What to make of a proposed law that would require tech companies to pay for news that appears on their platforms.
In the face-off this week between the news media and social media in Australia, I think I am on Rupert Murdoch’s side for once. Unless I am on Mark Zuckerberg’s.
It is an awful choice. Do I root for the wizened media titan who controls News Corp and his longtime efforts to wrest power from the tech giants that have made mincemeat of the journalism economy?
Or do I stand with the King of Facebook and the bedrock internet principle that sharing hyperlinks should be free and open, even though Mr. Zuckerberg’s creation has become the prime distributor of lies and hate speech, threatening to swamp us all?
A clash became inevitable as the Australian government has come closer to passing a bill establishing a “news media bargaining code,” which would require tech companies to pay for news that appears on their platforms. The legislation is likely to be passed in the next two weeks.
The tech reporter Casey Newton wrote, correctly, on his newsletter Platformer that the proposal is a “shakedown” and highly favorable to publishers like Mr. Murdoch. Unless individual deals are struck, digital platforms and news organizations will have to enter a binding arbitration process tilted in the journalists’ favor.
Google got ahead of the storm by signing agreements with Australia’s three biggest publishers, including one with News Corp that also involved other countries, to pay to have those media companies’ content appear in its News Showcase product.
Google wanted to avoid having its highly lucrative search business hampered by the new news-payment system, a scenario that would have cost Google and also would have hurt the media companies given the benefits they reap from being discovered online. This was a smart move for Google, which had already committed $1 billion to making such deals.
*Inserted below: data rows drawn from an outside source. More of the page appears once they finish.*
//! The live match: who is playing, the score, and undo.
//!
//! A session owns exactly one match. Each point goes to the engine for the
//! session's sport; the session keeps the previous snapshots so the last
//! points can be taken back. When the match is over `finish` copies it out
//! into a `MatchHistoryRecord` and the session can be dropped.

use chrono::{DateTime, Utc};
use im::Vector;
use tracing::{debug, info, warn};

use crate::core::{Settings, Side, SideMap};
use crate::rules::{PointFlags, ScoringEngine};
use crate::serve::{DoublesServe, PlayerSlot, ServeRotation};

use super::error::SessionError;
use super::history::MatchHistoryRecord;
use super::participants::Participants;
use super::sport::Sport;
use super::state::{MatchState, SportEngine, BADMINTON_SIDE_SWITCH};

/// How a match starts.
#[derive(Clone, Debug, PartialEq, Eq)]
pub struct MatchSetup {
    pub sport: Sport,
    pub participants: Participants,
    /// Doubles only: first and second server of a custom rotation.
    pub serve_order: Option<(PlayerSlot, PlayerSlot)>,
}

impl MatchSetup {
    #[must_use]
    pub fn new(sport: Sport, participants: Participants) -> Self {
        Self {
            sport,
            participants,
            serve_order: None,
        }
    }

    #[must_use]
    pub fn singles(sport: Sport, one: impl Into<String>, two: impl Into<String>) -> Self {
        Self::new(sport, Participants::singles(one, two))
    }

    #[must_use]
    pub fn doubles(sport: Sport, names: [String; 4]) -> Self {
        Self::new(sport, Participants::doubles(names))
    }

    #[must_use]
    pub fn with_serve_order(mut self, first: PlayerSlot, second: PlayerSlot) -> Self {
        self.serve_order = Some((first, second));
        self
    }

    #[must_use]
    pub fn with_participants(mut self, participants: Participants) -> Self {
        self.participants = participants;
        self
    }

    fn rotation(&self) -> Result<Option<ServeRotation>, SessionError> {
        match (self.serve_order, self.participants.is_doubles()) {
            (None, false) => Ok(None),
            (None, true) => Ok(Some(ServeRotation::Standard)),
            (Some(_), false) => Err(SessionError::InvalidServeOrder),
            (Some((first, second)), true) => ServeRotation::custom(first, second)
                .map(Some)
                .ok_or(SessionError::InvalidServeOrder),
        }
    }
}

/// Score plus the per-side rally tally, restored together on undo.
#[derive(Clone, Debug, PartialEq, Eq)]
struct Snapshot {
    state: MatchState,
    rallies_won: SideMap<u32>,
}

#[derive(Clone, Debug)]
pub struct MatchSession {
    sport: Sport,
    participants: Participants,
    rotation: Option<ServeRotation>,
    started_at: DateTime<Utc>,
    engine: SportEngine,
    current: Snapshot,
    /// Earlier snapshots, oldest first.
    undo: Vector<Snapshot>,
}

impl MatchSession {
    /// Start a match now.
    pub fn start(setup: MatchSetup, settings: &Settings) -> Result<Self, SessionError> {
        Self::start_at(setup, settings, Utc::now())
    }

    /// Start a match with an explicit start time.
    pub fn start_at(setup: MatchSetup, settings: &Settings, started_at: DateTime<Utc>) -> Result<Self, SessionError> {
        let rotation = setup.rotation().map_err(|err| {
            warn!(sport = %setup.sport, serve_order = ?setup.serve_order, "rejected serve order");
            err
        })?;
        let doubles = setup.participants.is_doubles();

        let state = MatchState::initial(setup.sport, rotation.map(DoublesServe::new));
        let engine = SportEngine::for_sport(setup.sport, settings, doubles);

        info!(
            sport = %setup.sport,
            one = %setup.participants.team_name(Side::One),
            two = %setup.participants.team_name(Side::Two),
            doubles,
            "match started"
        );

        Ok(Self {
            sport: setup.sport,
            participants: setup.participants,
            rotation,
            started_at,
            engine,
            current: Snapshot {
                state,
                rallies_won: SideMap::with_value(0),
            },
            undo: Vector::new(),
        })
    }

    // === Accessors ===

    #[must_use]
    pub fn sport(&self) -> Sport {
        self.sport
    }

    #[must_use]
    pub fn participants(&self) -> &Participants {
        &self.participants
    }

    /// Doubles serve rotation, custom or standard.
    #[must_use]
    pub fn rotation(&self) -> Option<ServeRotation> {
        self.rotation
    }

    #[must_use]
    pub fn started_at(&self) -> DateTime<Utc> {
        self.started_at
    }

    #[must_use]
    pub fn state(&self) -> &MatchState {
        &self.current.state
    }

    #[must_use]
    pub fn engine(&self) -> &SportEngine {
        &self.engine
    }

    /// Rallies won by each side, including those of reset games.
    #[must_use]
    pub fn rallies_won(&self) -> SideMap<u32> {
        self.current.rallies_won
    }

    #[must_use]
    pub fn winner(&self) -> Option<Side> {
        self.current.state.winner()
    }

    #[must_use]
    pub fn is_complete(&self) -> bool {
        self.winner().is_some()
    }

    #[must_use]
    pub fn can_undo(&self) -> bool {
        !self.undo.is_empty()
    }

    #[must_use]
    pub fn undo_depth(&self) -> usize {
        self.undo.len()
    }

    /// Badminton reminder to change ends: a side has exactly 11 in the game.
    #[must_use]
    pub fn side_switch_due(&self) -> bool {
        match &self.current.state {
            MatchState::Badminton(state) => state.winner.is_none() && state.game.reached(BADMINTON_SIDE_SWITCH),
            _ => false,
        }
    }

    // === Operations ===

    /// Award a point to `side`.
    pub fn point(&mut self, side: Side) -> Result<PointFlags, SessionError> {
        if self.is_complete() {
            warn!(sport = %self.sport, %side, "point after match end");
            return Err(SessionError::MatchComplete);
        }
        if let Some(team) = self.current.state.awaiting_server() {
            warn!(sport = %self.sport, %team, "point while next server is undecided");
            return Err(SessionError::AwaitingServerSelection { team });
        }

        let transition = self.engine.apply_point(&self.current.state, side);
        let mut rallies_won = self.current.rallies_won;
        rallies_won[side] += 1;

        let previous = std::mem::replace(
            &mut self.current,
            Snapshot {
                state: transition.state,
                rallies_won,
            },
        );
        self.undo.push_back(previous);

        debug!(sport = %self.sport, %side, flags = ?transition.flags, "point");
        if transition.flags.match_won {
            info!(sport = %self.sport, winner = %side, result = %self.current.state.result_string(), "match complete");
        }

        Ok(transition.flags)
    }

    /// Choose who serves the next game, when the losing side has to pick.
    pub fn select_next_server(&mut self, slot: PlayerSlot) -> Result<(), SessionError> {
        let Some(team) = self.current.state.awaiting_server() else {
            warn!(%slot, "no next-server choice pending");
            return Err(SessionError::NoServerSelectionPending);
        };
        if slot.side() != team {
            warn!(%slot, %team, "server is not on the choosing side");
            return Err(SessionError::ServerNotOnTeam { slot, team });
        }

        let state = self
            .engine
            .select_server(&self.current.state, slot)
            .ok_or(SessionError::NoServerSelectionPending)?;
        let rallies_won = self.current.rallies_won;
        let previous = std::mem::replace(&mut self.current, Snapshot { state, rallies_won });
        self.undo.push_back(previous);

        info!(%slot, "next server selected");
        Ok(())
    }

    /// Restore the state before the last point or server choice.
    pub fn undo(&mut self) -> Result<(), SessionError> {
        let Some(previous) = self.undo.pop_back() else {
            warn!(sport = %self.sport, "nothing to undo");
            return Err(SessionError::NothingToUndo);
        };
        self.current = previous;
        debug!(sport = %self.sport, depth = self.undo.len(), "undo");
        Ok(())
    }

    /// Zero the game in progress, keeping the server. Clears undo.
    pub fn reset_game(&mut self) {
        self.current.state = self.current.state.reset_game();
        self.undo.clear();
        info!(sport = %self.sport, "game reset");
    }

    /// Summarize the finished match for history.
    pub fn finish(&self, ended_at: DateTime<Utc>) -> Result<MatchHistoryRecord, SessionError> {
        let Some(winner) = self.winner() else {
            warn!(sport = %self.sport, "finish before match end");
            return Err(SessionError::MatchNotComplete);
        };

        let duration_secs = u64::try_from((ended_at - self.started_at).num_seconds()).unwrap_or(0);
        let record = MatchHistoryRecord {
            id: format!("{}-{}", self.sport.id(), self.started_at.timestamp_millis()),
            sport: self.sport,
            date: ended_at,
            duration_secs,
            names: self.participants.team_names(),
            result: self.current.state.result_string(),
            winner,
            total_points: Some(self.current.rallies_won),
        };

        info!(id = %record.id, result = %record.result, winner = %winner, "match finished");
        Ok(record)
    }
}
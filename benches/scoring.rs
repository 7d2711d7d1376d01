use criterion::{black_box, criterion_group, criterion_main, Criterion};
use racket_score::core::{ScoreRng, Settings, Side};
use racket_score::rally::{RallyMatch, RallyMatchEngine, RallyScoreState};
use racket_score::rules::ScoringEngine;
use racket_score::session::{MatchSetup, Sport};
use racket_score::sim::{MatchSimulator, SimConfig};
use racket_score::tennis::{TennisEngine, TennisScoreState};

fn random_points(seed: u64, n: usize) -> Vec<Side> {
    let mut rng = ScoreRng::new(seed);
    (0..n).map(|_| rng.rally_winner(Side::One, 0.5)).collect()
}

fn bench_tennis_points(c: &mut Criterion) {
    let engine = TennisEngine::default();
    let start = TennisScoreState::new(Side::One);
    let points = random_points(1, 400);

    c.bench_function("tennis_replay_400", |b| {
        b.iter(|| engine.replay(black_box(&start), points.iter().copied()))
    });
}

fn bench_rally_points(c: &mut Criterion) {
    let engine = RallyMatchEngine::badminton(false);
    let start = RallyMatch::new(RallyScoreState::new(Side::One));
    let points = random_points(2, 200);

    c.bench_function("badminton_replay_200", |b| {
        b.iter(|| engine.replay(black_box(&start), points.iter().copied()))
    });
}

fn bench_table_tennis_points(c: &mut Criterion) {
    let engine = RallyMatchEngine::table_tennis(&Settings::default(), false);
    let start = RallyMatch::new(RallyScoreState::new(Side::One));
    let points = random_points(3, 200);

    c.bench_function("table_tennis_replay_200", |b| {
        b.iter(|| engine.replay(black_box(&start), points.iter().copied()))
    });
}

fn bench_simulated_session(c: &mut Criterion) {
    let settings = Settings::default();

    c.bench_function("simulate_tennis_session", |b| {
        let mut sim = MatchSimulator::new(SimConfig::new().with_seed(4));
        b.iter(|| {
            sim.simulate(MatchSetup::singles(Sport::Tennis, "A", "B"), black_box(&settings))
        })
    });

    c.bench_function("simulate_pickleball_session", |b| {
        let mut sim = MatchSimulator::new(SimConfig::new().with_seed(5));
        b.iter(|| {
            sim.simulate(MatchSetup::singles(Sport::Pickleball, "A", "B"), black_box(&settings))
        })
    });
}

criterion_group!(
    benches,
    bench_tennis_points,
    bench_rally_points,
    bench_table_tennis_points,
    bench_simulated_session
);
criterion_main!(benches);
pub mod astar;
pub mod closed;
pub mod domain;
pub mod error;
pub mod heap;
pub mod ids;

#[cfg(test)]
mod tests;
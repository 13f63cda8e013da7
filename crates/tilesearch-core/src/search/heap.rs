use std::{collections::HashMap, fmt};

use crate::search::{error::HeapError, ids::StateId};

/// One stored state together with its cached score and identity.
/// States are never mutated while stored, so caching both at push time is sound.
#[derive(Debug, Clone)]
struct HeapEntry<S, P> {
    state: S,
    score: P,
    id: StateId,
}

/// Binary min-heap with an identity index on the side.
///
/// Ordering comes from a caller-supplied `score` function (smaller pops first)
/// and lookup from an `identity` function. The side map from `StateId` to array
/// position turns "find by identity" into O(1), which is what lets the search
/// driver emulate decrease-key with `remove` followed by `push`.
///
/// Positions are 1-based: the parent of `i` is `i / 2` and its children are
/// `2i` and `2i + 1`. Position 0 never appears in the index.
pub struct IndexedHeap<S, P, FScore, FId> {
    entries: Vec<HeapEntry<S, P>>,
    positions: HashMap<StateId, usize>,
    score: FScore,
    identity: FId,
}

impl<S, P, FScore, FId> IndexedHeap<S, P, FScore, FId>
where
    P: Ord + Copy,
    FScore: Fn(&S) -> P,
    FId: Fn(&S) -> StateId,
{
    /// Create an empty heap ordered by `score` and indexed by `identity`.
    pub fn new(score: FScore, identity: FId) -> Self {
        Self::with_capacity(0, score, identity)
    }

    /// Create an empty heap with room for `capacity` states.
    pub fn with_capacity(capacity: usize, score: FScore, identity: FId) -> Self {
        IndexedHeap {
            entries: Vec::with_capacity(capacity),
            positions: HashMap::with_capacity(capacity),
            score,
            identity,
        }
    }

    /// Number of stored states.
    pub fn len(&self) -> usize {
        self.entries.len()
    }

    /// Check if the heap holds no states.
    pub fn is_empty(&self) -> bool {
        self.entries.is_empty()
    }

    /// Compute the identity of a state with this heap's identity function.
    pub fn identity_of(&self, state: &S) -> StateId {
        (self.identity)(state)
    }

    /// Compute the score of a state with this heap's scoring function.
    pub fn score_of(&self, state: &S) -> P {
        (self.score)(state)
    }

    /// O(1) membership test by identity.
    pub fn contains(&self, state_id: StateId) -> bool {
        self.positions.contains_key(&state_id)
    }

    /// Borrow the stored state with the given identity.
    pub fn get(&self, state_id: StateId) -> Option<&S> {
        self.positions
            .get(&state_id)
            .map(|&position| &self.entries[position - 1].state)
    }

    /// Borrow the minimum-score state without removing it.
    pub fn peek(&self) -> Option<&S> {
        self.entries.first().map(|entry| &entry.state)
    }

    /// Iterate stored states in array order (not score order).
    pub fn iter(&self) -> impl Iterator<Item = &S> {
        self.entries.iter().map(|entry| &entry.state)
    }

    /// Drop every stored state.
    pub fn clear(&mut self) {
        self.entries.clear();
        self.positions.clear();
    }

    /// Insert a state.
    /// Fails with `DuplicateIdentity` if a state with the same identity is stored;
    /// callers are expected to check `contains` first.
    pub fn push(&mut self, state: S) -> Result<(), HeapError> {
        let id = (self.identity)(&state);
        if self.positions.contains_key(&id) {
            return Err(HeapError::DuplicateIdentity { state_id: id });
        }

        let score = (self.score)(&state);
        self.entries.push(HeapEntry { state, score, id });
        let position = self.entries.len();
        self.positions.insert(id, position);
        self.sift_up(position);
        Ok(())
    }

    /// Remove and return the minimum-score state.
    pub fn pop(&mut self) -> Option<S> {
        let last = self.entries.len();
        if last == 0 {
            return None;
        }

        self.swap(1, last);
        let entry = self.entries.pop()?;
        self.positions.remove(&entry.id);
        self.sift_down(1);
        Some(entry.state)
    }

    /// Remove and return the state with the given identity.
    /// Fails with `MissingIdentity` if nothing is stored under it.
    pub fn remove(&mut self, state_id: StateId) -> Result<S, HeapError> {
        let position = *self
            .positions
            .get(&state_id)
            .ok_or(HeapError::MissingIdentity { state_id })?;

        let last = self.entries.len();
        self.swap(position, last);
        let entry = self
            .entries
            .pop()
            .ok_or(HeapError::MissingIdentity { state_id })?;
        self.positions.remove(&entry.id);

        // The element moved into `position` can only violate the heap upward or downward.
        if position <= self.entries.len() {
            if position > 1 && self.not_below(position / 2, position) {
                self.sift_up(position);
            } else {
                self.sift_down(position);
            }
        }

        Ok(entry.state)
    }

    /// `score(upper) >= score(lower)`; false when either position is empty.
    fn not_below(&self, upper: usize, lower: usize) -> bool {
        if upper == 0 || lower == 0 {
            return false;
        }
        match (self.entries.get(upper - 1), self.entries.get(lower - 1)) {
            (Some(upper), Some(lower)) => upper.score >= lower.score,
            _ => false,
        }
    }

    fn sift_up(&mut self, mut position: usize) {
        while position > 1 && self.not_below(position / 2, position) {
            self.swap(position, position / 2);
            position /= 2;
        }
    }

    fn sift_down(&mut self, mut position: usize) {
        loop {
            let left = 2 * position;
            let right = left + 1;
            if !self.not_below(position, left) && !self.not_below(position, right) {
                break;
            }

            // Ties between the children go right.
            let child = if self.not_below(left, right) {
                right
            } else {
                left
            };
            self.swap(position, child);
            position = child;
        }
    }

    /// Swap two occupied positions and keep the identity index in step.
    fn swap(&mut self, a: usize, b: usize) {
        self.entries.swap(a - 1, b - 1);
        self.positions.insert(self.entries[a - 1].id, a);
        self.positions.insert(self.entries[b - 1].id, b);
    }

    /// Verify the heap property and that the identity index mirrors the array.
    #[cfg(test)]
    pub(crate) fn check_invariants(&self) -> bool {
        if self.positions.len() != self.entries.len() {
            return false;
        }
        for (offset, entry) in self.entries.iter().enumerate() {
            let position = offset + 1;
            if self.positions.get(&entry.id) != Some(&position) {
                return false;
            }
            if position > 1 && self.entries[position / 2 - 1].score > entry.score {
                return false;
            }
        }
        !self.positions.values().any(|&position| position == 0)
    }
}

impl<S, P, FScore, FId> fmt::Debug for IndexedHeap<S, P, FScore, FId>
where
    S: fmt::Debug,
    P: fmt::Debug,
{
    fn fmt(&self, f: &mut fmt::Formatter<'_>) -> fmt::Result {
        f.debug_struct("IndexedHeap")
            .field("entries", &self.entries)
            .finish_non_exhaustive()
    }
}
But Facebook has a different business model. Links to journalism make up only a tiny sliver of the posts on Facebook, making them inconsequential for its bottom line. Facebook has paid some news publishers to appear in its News Tab, but the Australian requirement appears to be a bridge too far.
So, Facebook made a stunning push away from the bargaining table and told the Aussies to get stuffed, as the locals might say. It decided to remove all news links from the platform there.
“The proposed law fundamentally misunderstands the relationship between our platform and publishers who use it to share news content,” said William Easton, Facebook’s managing director for Australia and New Zealand. He added that over the last year it sent five billion clicks to Australia’s news outlets, earning them some $316 million.
“It has left us facing a stark choice: attempt to comply with a law that ignores the realities of this relationship, or stop allowing news content on our services in Australia,” he added. “We are choosing the latter.”
That means no Australian news organizations will be linked to on Facebook anywhere.
As Mr. Newton, the tech reporter, noted, “Given how long the possibility of restricting links has loomed, you’d think Facebook would have better prepared for it to arrive.”
You’d think — but no. The idea of Facebook shutting off news on its site in Australia was quickly met with loud complaints of censorship and unfettered monopoly power.
It is no such thing. If Facebook does not want to pay for news links, and the links are not core to its business, it should not have to.
I made a similar point weeks ago when Amazon decided to stop allowing the Parler social media network to use its cloud services after the Jan. 6 attack on the Capitol. Parler and others called foul, but no company has to make an economic deal it doesn’t want to make. No media company has a right to operate on a particular platform.
But the move by Facebook in Australia was also ham-handed. It felt vaguely scary and played right into the hands of those who want to rein the company in for more legitimate reasons, including its sloppy handling of disinformation and its quashing of innovators.
It was open season on Facebook before, and now it’s going to get worse, especially since many other jurisdictions, like Canada and the European Union, are eyeing similar rules to Australia’s.
With that outlook, you’d think Facebook would be more careful, given how persistently malevolent Mr. Murdoch has been in attacking tech, painting Silicon Valley as a group of information thieves who are a danger to society.
That’s ironic, of course, given that News Corp has unleashed more toxic media on the world than seems possible for a single company. And now, Facebook just handed an unscrupulous man who has major sway over politics in Australia — and in the United States — a potent public relations weapon.
I don’t feel sorry for Mr. Zuckerberg. And it is likely that Facebook will weather the bad press and return to the bargaining table.
But Mr. Zuckerberg should pay close attention to the level of ire his company is receiving after making a legitimate decision. This is an ugly preview of the kind of opprobrium Facebook will continue to face when it is under scrutiny for the things it actually does wrong. Which is to say, no one really likes or trusts Facebook, or its executives, especially Mr. Zuckerberg. While that might be unfair at times, not being likable will continue to have a steep price.
Perhaps even more problematic is the nature of Australia’s proposal. Creating a protection racket for legacy media companies does nothing innovative to help journalism’s weakened financial ecosystem, brought on in part by the rise of the internet giants. While no one likes the idea of painting the fences at Google or Facebook without pay, Australia’s proposal does not help create sustainable business models for journalism.
Which is for media yet another rock and a much harder place to be in.